Surface temperature and air pressure are related to air temperature because they are correlated with each other. Then, based on my knowledge, I think direction of influence should be surface temperature increase causes air temperature increase and air pressure increase causes air temperature increase. However, their relation is not isolate. Other factors also could cause air temperature to increase.
r2 <- summary(lm2)$r.squared
f2 <- r2/(1-r2)
My dataset is very larget. So, it may be waste time to do the regression with the whole data and also could increase the probability of Type I error. So, I need to reduce the sample size.
First, I choose to use f2 = 2.36, alpha = 0.05, beta = 0.8, and 2 predictor to compute sample size in G * power. G * Power shows that I only need 8 observations to do the regression. So, I think I’d better choose to use rule of thumb and decided to use f2 = 0.02 in my project. G * power computed that I need to have 485 observasions.

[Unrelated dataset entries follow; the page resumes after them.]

use std::sync::atomic::{AtomicU32, Ordering};
use std::sync::Arc;

use bevy::prelude::*;
use bevy::window::PrimaryWindow;
use cpal::traits::{DeviceTrait, HostTrait, StreamTrait};

use crate::session::{EffectPolicy, Session};

/// Samples per analysis window.
pub const ANALYSIS_WINDOW: usize = 256;
/// Mean-magnitude threshold (0–255 scale) that counts as a blow.
pub const BLOW_THRESHOLD: f32 = 40.0;
/// Minimum upward drag, in pixels, that counts as a blow.
pub const SWIPE_THRESHOLD: f32 = 50.0;

/// Mean absolute amplitude of one analysis window, scaled to 0–255.
pub fn mean_magnitude(window: &[f32]) -> f32 {
    if window.is_empty() {
        return 0.0;
    }
    let sum: f32 = window.iter().map(|s| s.abs()).sum();
    sum / window.len() as f32 * 255.0
}

pub fn level_fired(level: f32) -> bool {
    level > BLOW_THRESHOLD
}

/// Window coordinates grow downward, so an upward swipe ends at a
/// smaller y.
pub fn swipe_fired(start_y: f32, end_y: f32) -> bool {
    start_y - end_y > SWIPE_THRESHOLD
}

/// Latest analysis-window level, written by the capture callback on the
/// audio thread, read by [`mic_poll`] on the main schedule. The level is
/// the only thing that crosses threads; all session mutation stays on
/// the main schedule.
#[derive(Resource, Clone)]
pub struct MicLevel(Arc<AtomicU32>);

impl MicLevel {
    fn new() -> Self {
        Self(Arc::new(AtomicU32::new(0)))
    }

    pub fn get(&self) -> f32 {
        f32::from_bits(self.0.load(Ordering::Relaxed))
    }

    fn set(&self, level: f32) {
        self.0.store(level.to_bits(), Ordering::Relaxed);
    }
}

/// Owns the capture stream; dropping it releases the input device.
/// `cpal::Stream` is not `Send`, hence the non-send resource.
pub struct MicStream(#[allow(dead_code)] cpal::Stream);

/// Tries to acquire the default input device once at startup. Denied
/// permission, no device, or an unsupported format all land in the same
/// place: one warning, and the mic path stays dark while the button and
/// swipe paths keep working.
pub fn start_mic(world: &mut World) {
    let level = MicLevel::new();
    world.insert_resource(level.clone());
    match build_input_stream(&level) {
        Ok(stream) => {
            world.insert_non_send_resource(MicStream(stream));
            info!("microphone ready, blow into it to put the candles out");
        }
        Err(err) => {
            warn!("microphone unavailable ({err}); blow by button or swipe instead");
        }
    }
}

fn build_input_stream(level: &MicLevel) -> Result<cpal::Stream, String> {
    let host = cpal::default_host();
    let device = host
        .default_input_device()
        .ok_or_else(|| "no input device".to_string())?;
    let config = device.default_input_config().map_err(|e| e.to_string())?;

    let level = level.clone();
    let mut window: Vec<f32> = Vec::with_capacity(ANALYSIS_WINDOW);
    let stream = device
        .build_input_stream(
            &config.into(),
            move |data: &[f32], _: &cpal::InputCallbackInfo| {
                for &sample in data {
                    window.push(sample);
                    if window.len() == ANALYSIS_WINDOW {
                        level.set(mean_magnitude(&window));
                        window.clear();
                    }
                }
            },
            |err| warn!("input stream error: {err}"),
            None,
        )
        .map_err(|e| e.to_string())?;
    stream.play().map_err(|e| e.to_string())?;
    Ok(stream)
}

pub fn mic_poll(level: Res<MicLevel>, policy: Res<EffectPolicy>, mut session: ResMut<Session>) {
    if !policy.blow_ready(&session) {
        return;
    }
    if level_fired(level.get()) && session.blow_candles() {
        info!("candles blown out by microphone");
    }
}

/// Lets go of the input device the moment blowing stops being relevant.
/// The stream does not come back for later sessions; button and swipe
/// remain.
pub fn mic_release(
    session: Res<Session>,
    stream: Option<NonSend<MicStream>>,
    mut cmd: Commands,
) {
    if stream.is_some() && session.blown() {
        cmd.queue(|world: &mut World| {
            world.remove_non_send_resource::<MicStream>();
        });
        info!("microphone released");
    }
}

#[derive(Resource, Default)]
pub struct SwipeTracker {
    start_y: Option<f32>,
}

pub fn swipe_blow(
    mouse: Res<ButtonInput<MouseButton>>,
    windows: Query<&Window, With<PrimaryWindow>>,
    mut tracker: ResMut<SwipeTracker>,
    policy: Res<EffectPolicy>,
    mut session: ResMut<Session>,
) {
    let Ok(win) = windows.get_single() else {
        return;
    };
    if mouse.just_pressed(MouseButton::Left) {
        tracker.start_y = win.cursor_position().map(|p| p.y);
    }
    if mouse.just_released(MouseButton::Left) {
        let start = tracker.start_y.take();
        let end = win.cursor_position().map(|p| p.y);
        let (Some(start), Some(end)) = (start, end) else {
            return;
        };
        if !policy.blow_ready(&session) {
            return;
        }
        if swipe_fired(start, end) && session.blow_candles() {
            info!("candles blown out by swipe");
        }
    }
}

#[cfg(test)]
mod tests {
    use super::*;

    #[test]
    fn mean_magnitude_of_known_window() {
        let window = [0.5_f32; ANALYSIS_WINDOW];
        assert_eq!(mean_magnitude(&window), 127.5);
    }

    #[test]
    fn mean_magnitude_uses_absolute_values() {
        let window = [-0.2_f32, 0.2, -0.2, 0.2];
        let expected = 0.2 * 255.0;
        assert!((mean_magnitude(&window) - expected).abs() < 1e-4);
    }

    #[test]
    fn mean_magnitude_of_empty_window_is_zero() {
        assert_eq!(mean_magnitude(&[]), 0.0);
    }

    #[test]
    fn threshold_separates_breath_from_silence() {
        // A firm breath pushes mean magnitude well past the threshold,
        // room noise stays under it.
        assert!(level_fired(mean_magnitude(&[0.4_f32; ANALYSIS_WINDOW])));
        assert!(!level_fired(mean_magnitude(&[0.05_f32; ANALYSIS_WINDOW])));
    }

    #[test]
    fn swipe_needs_a_real_upward_drag() {
        assert!(swipe_fired(300.0, 200.0));
        assert!(!swipe_fired(300.0, 260.0));
        // Downward drags never fire.
        assert!(!swipe_fired(200.0, 300.0));
    }

    #[test]
    fn manual_path_works_without_any_detector() {
        // Capture denied: the level never moves, so the mic path stays
        // silent — but a plain button press still lands the transition.
        let mut session = Session::default();
        session.open();
        let level = MicLevel::new();
        assert!(!level_fired(level.get()));
        assert!(session.blow_candles());
        assert!(session.blown());
    }
}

lm3 <- lm(surftemp~pressure)
R2 <- summary(lm3)$r.squared
plot(pressure,surftemp, pch = 21, bg = 'blue', main = "surface temperature vs air pressure", xlab = "surface temperature", ylab = "air pressure")
Tolerance <- 1-R2
Independent variables in my model have collinearity, but they are not perfect collinearity. According to the correlation matrix, their correlation is 0.317. Then, looking at the plot, I think IVs are not high correlated. In addition, R^2 is 0.1551 for using surface temperature as IV and air pressure as DV. Tolerance is 0.8994047. So, IVs in my model don’t have high collinearity.
I think my model have measurement error. Because we can’t measure any variable perfectly. There is attenuation of correlation. The correlation we compute is lower than the actual correlation. Measurement error is hard to avoid and is very dangerous.